(Beginning of Information)
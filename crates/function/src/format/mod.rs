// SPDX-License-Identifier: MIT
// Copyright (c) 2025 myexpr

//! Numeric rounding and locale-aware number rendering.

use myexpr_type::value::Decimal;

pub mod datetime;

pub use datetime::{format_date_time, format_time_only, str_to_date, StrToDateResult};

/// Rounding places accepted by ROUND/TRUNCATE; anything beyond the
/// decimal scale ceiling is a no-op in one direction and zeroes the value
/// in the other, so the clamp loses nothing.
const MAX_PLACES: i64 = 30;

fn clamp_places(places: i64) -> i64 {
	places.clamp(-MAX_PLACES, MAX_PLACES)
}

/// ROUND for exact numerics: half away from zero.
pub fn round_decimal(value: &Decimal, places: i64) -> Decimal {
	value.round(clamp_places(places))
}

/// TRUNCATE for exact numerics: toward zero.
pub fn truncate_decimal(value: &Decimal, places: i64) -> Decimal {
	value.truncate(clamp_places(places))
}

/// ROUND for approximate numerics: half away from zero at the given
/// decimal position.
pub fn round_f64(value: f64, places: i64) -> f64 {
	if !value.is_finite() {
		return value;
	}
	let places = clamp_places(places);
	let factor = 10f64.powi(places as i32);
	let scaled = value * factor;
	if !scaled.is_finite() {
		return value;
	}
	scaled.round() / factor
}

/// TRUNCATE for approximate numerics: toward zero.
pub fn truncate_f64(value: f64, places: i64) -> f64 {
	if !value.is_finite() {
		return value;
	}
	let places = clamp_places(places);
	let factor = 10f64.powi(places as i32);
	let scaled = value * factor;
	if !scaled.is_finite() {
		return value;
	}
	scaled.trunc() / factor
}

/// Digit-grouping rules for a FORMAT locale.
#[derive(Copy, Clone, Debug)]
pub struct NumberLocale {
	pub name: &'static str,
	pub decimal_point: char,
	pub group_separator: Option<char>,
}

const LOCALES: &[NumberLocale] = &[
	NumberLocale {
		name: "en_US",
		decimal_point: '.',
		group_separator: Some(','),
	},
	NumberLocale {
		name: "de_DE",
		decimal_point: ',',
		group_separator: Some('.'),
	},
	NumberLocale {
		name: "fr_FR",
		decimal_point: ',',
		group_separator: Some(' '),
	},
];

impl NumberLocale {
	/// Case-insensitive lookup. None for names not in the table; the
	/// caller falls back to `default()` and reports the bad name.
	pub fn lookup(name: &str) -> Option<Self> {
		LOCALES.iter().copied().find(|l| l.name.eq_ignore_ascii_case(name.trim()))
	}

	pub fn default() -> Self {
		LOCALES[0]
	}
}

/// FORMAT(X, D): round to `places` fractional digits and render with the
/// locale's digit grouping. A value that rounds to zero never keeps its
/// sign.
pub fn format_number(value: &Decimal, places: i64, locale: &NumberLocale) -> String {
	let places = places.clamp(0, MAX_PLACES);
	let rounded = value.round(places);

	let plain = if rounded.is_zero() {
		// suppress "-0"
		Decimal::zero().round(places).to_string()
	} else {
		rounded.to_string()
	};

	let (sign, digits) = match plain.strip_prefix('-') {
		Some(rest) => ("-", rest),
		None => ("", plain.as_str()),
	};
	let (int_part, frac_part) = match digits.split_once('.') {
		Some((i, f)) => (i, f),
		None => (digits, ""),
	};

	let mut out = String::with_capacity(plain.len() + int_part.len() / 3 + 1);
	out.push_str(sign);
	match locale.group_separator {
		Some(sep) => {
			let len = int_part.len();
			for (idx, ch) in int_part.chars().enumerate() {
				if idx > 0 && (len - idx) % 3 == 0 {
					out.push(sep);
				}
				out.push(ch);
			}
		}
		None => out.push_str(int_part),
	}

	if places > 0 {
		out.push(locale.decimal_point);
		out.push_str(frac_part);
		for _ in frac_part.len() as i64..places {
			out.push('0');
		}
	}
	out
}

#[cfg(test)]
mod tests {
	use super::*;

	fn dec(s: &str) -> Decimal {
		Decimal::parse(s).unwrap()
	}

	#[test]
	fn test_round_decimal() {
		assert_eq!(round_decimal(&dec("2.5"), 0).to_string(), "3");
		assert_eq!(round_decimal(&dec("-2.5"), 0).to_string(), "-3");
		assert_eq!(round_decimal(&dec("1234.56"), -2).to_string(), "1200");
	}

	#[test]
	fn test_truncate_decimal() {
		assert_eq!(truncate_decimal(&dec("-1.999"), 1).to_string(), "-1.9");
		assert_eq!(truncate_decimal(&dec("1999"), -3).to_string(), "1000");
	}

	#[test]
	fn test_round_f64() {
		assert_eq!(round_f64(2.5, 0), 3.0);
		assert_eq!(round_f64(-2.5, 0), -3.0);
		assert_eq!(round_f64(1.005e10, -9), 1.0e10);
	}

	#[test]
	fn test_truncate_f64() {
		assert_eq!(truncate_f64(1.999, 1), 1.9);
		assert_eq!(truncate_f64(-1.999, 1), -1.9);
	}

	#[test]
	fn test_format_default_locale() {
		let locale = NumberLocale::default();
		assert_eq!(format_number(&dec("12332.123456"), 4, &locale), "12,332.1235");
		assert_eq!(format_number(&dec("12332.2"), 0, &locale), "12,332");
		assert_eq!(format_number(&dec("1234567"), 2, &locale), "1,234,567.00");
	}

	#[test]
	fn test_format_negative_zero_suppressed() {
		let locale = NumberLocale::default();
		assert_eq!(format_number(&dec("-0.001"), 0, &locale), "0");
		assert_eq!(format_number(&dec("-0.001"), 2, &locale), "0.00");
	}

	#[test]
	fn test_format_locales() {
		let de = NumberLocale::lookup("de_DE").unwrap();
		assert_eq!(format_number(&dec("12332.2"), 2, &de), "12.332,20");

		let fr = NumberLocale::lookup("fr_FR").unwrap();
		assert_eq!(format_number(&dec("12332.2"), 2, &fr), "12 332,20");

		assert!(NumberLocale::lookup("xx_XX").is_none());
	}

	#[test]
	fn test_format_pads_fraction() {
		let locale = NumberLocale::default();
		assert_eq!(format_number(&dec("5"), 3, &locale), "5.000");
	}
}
(End of Information)
(Beginning of Information)
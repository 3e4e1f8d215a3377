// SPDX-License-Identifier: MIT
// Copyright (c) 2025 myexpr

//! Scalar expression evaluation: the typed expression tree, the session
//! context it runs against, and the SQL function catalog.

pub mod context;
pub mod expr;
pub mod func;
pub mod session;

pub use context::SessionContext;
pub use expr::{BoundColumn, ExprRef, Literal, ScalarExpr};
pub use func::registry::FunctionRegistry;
(End of Information)
(Beginning of Information)
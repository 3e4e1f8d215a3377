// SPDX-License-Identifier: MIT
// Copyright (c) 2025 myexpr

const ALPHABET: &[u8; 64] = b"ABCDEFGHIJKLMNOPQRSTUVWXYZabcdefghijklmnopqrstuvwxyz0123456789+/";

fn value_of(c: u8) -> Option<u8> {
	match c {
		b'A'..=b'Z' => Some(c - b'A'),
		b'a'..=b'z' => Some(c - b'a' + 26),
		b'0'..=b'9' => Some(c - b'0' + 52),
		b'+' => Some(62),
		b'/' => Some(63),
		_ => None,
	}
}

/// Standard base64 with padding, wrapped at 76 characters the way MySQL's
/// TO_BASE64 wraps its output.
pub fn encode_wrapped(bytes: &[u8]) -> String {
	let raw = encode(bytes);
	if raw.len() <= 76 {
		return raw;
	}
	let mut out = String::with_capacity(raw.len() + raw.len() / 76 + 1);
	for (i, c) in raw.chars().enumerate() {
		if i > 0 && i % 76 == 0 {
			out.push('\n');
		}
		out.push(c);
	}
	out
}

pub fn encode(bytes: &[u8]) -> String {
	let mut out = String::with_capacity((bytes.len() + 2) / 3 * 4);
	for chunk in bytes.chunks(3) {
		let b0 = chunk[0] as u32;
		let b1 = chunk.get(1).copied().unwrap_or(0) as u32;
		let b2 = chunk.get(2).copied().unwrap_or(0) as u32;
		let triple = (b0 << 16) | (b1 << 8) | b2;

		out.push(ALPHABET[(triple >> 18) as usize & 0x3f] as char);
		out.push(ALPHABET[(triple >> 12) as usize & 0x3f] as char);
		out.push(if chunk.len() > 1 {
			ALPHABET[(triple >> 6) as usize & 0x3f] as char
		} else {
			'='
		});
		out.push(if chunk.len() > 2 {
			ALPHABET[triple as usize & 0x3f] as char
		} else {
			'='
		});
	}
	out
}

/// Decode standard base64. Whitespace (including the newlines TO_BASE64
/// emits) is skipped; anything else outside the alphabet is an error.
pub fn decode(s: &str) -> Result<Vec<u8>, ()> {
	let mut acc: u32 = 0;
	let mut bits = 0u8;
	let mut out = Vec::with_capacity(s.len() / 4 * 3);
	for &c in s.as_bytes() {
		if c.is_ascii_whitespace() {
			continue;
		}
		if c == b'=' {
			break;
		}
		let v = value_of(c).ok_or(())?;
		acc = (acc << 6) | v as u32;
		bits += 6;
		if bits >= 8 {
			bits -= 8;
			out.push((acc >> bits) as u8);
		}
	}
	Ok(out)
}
(End of Information)
Problem:
In the listing above, locate the line containing "filename crates/function/src/format/mod.rs" and the line containing "the table; the", then transcribe both and every line between them verbatim.

Final answer:
filename crates/function/src/format/mod.rs
// SPDX-License-Identifier: MIT
// Copyright (c) 2025 myexpr

//! Numeric rounding and locale-aware number rendering.

use myexpr_type::value::Decimal;

pub mod datetime;

pub use datetime::{format_date_time, format_time_only, str_to_date, StrToDateResult};

/// Rounding places accepted by ROUND/TRUNCATE; anything beyond the
/// decimal scale ceiling is a no-op in one direction and zeroes the value
/// in the other, so the clamp loses nothing.
const MAX_PLACES: i64 = 30;

fn clamp_places(places: i64) -> i64 {
	places.clamp(-MAX_PLACES, MAX_PLACES)
}

/// ROUND for exact numerics: half away from zero.
pub fn round_decimal(value: &Decimal, places: i64) -> Decimal {
	value.round(clamp_places(places))
}

/// TRUNCATE for exact numerics: toward zero.
pub fn truncate_decimal(value: &Decimal, places: i64) -> Decimal {
	value.truncate(clamp_places(places))
}

/// ROUND for approximate numerics: half away from zero at the given
/// decimal position.
pub fn round_f64(value: f64, places: i64) -> f64 {
	if !value.is_finite() {
		return value;
	}
	let places = clamp_places(places);
	let factor = 10f64.powi(places as i32);
	let scaled = value * factor;
	if !scaled.is_finite() {
		return value;
	}
	scaled.round() / factor
}

/// TRUNCATE for approximate numerics: toward zero.
pub fn truncate_f64(value: f64, places: i64) -> f64 {
	if !value.is_finite() {
		return value;
	}
	let places = clamp_places(places);
	let factor = 10f64.powi(places as i32);
	let scaled = value * factor;
	if !scaled.is_finite() {
		return value;
	}
	scaled.trunc() / factor
}

/// Digit-grouping rules for a FORMAT locale.
#[derive(Copy, Clone, Debug)]
pub struct NumberLocale {
	pub name: &'static str,
	pub decimal_point: char,
	pub group_separator: Option<char>,
}

const LOCALES: &[NumberLocale] = &[
	NumberLocale {
		name: "en_US",
		decimal_point: '.',
		group_separator: Some(','),
	},
	NumberLocale {
		name: "de_DE",
		decimal_point: ',',
		group_separator: Some('.'),
	},
	NumberLocale {
		name: "fr_FR",
		decimal_point: ',',
		group_separator: Some(' '),
	},
];

impl NumberLocale {
	/// Case-insensitive lookup. None for names not in the table; the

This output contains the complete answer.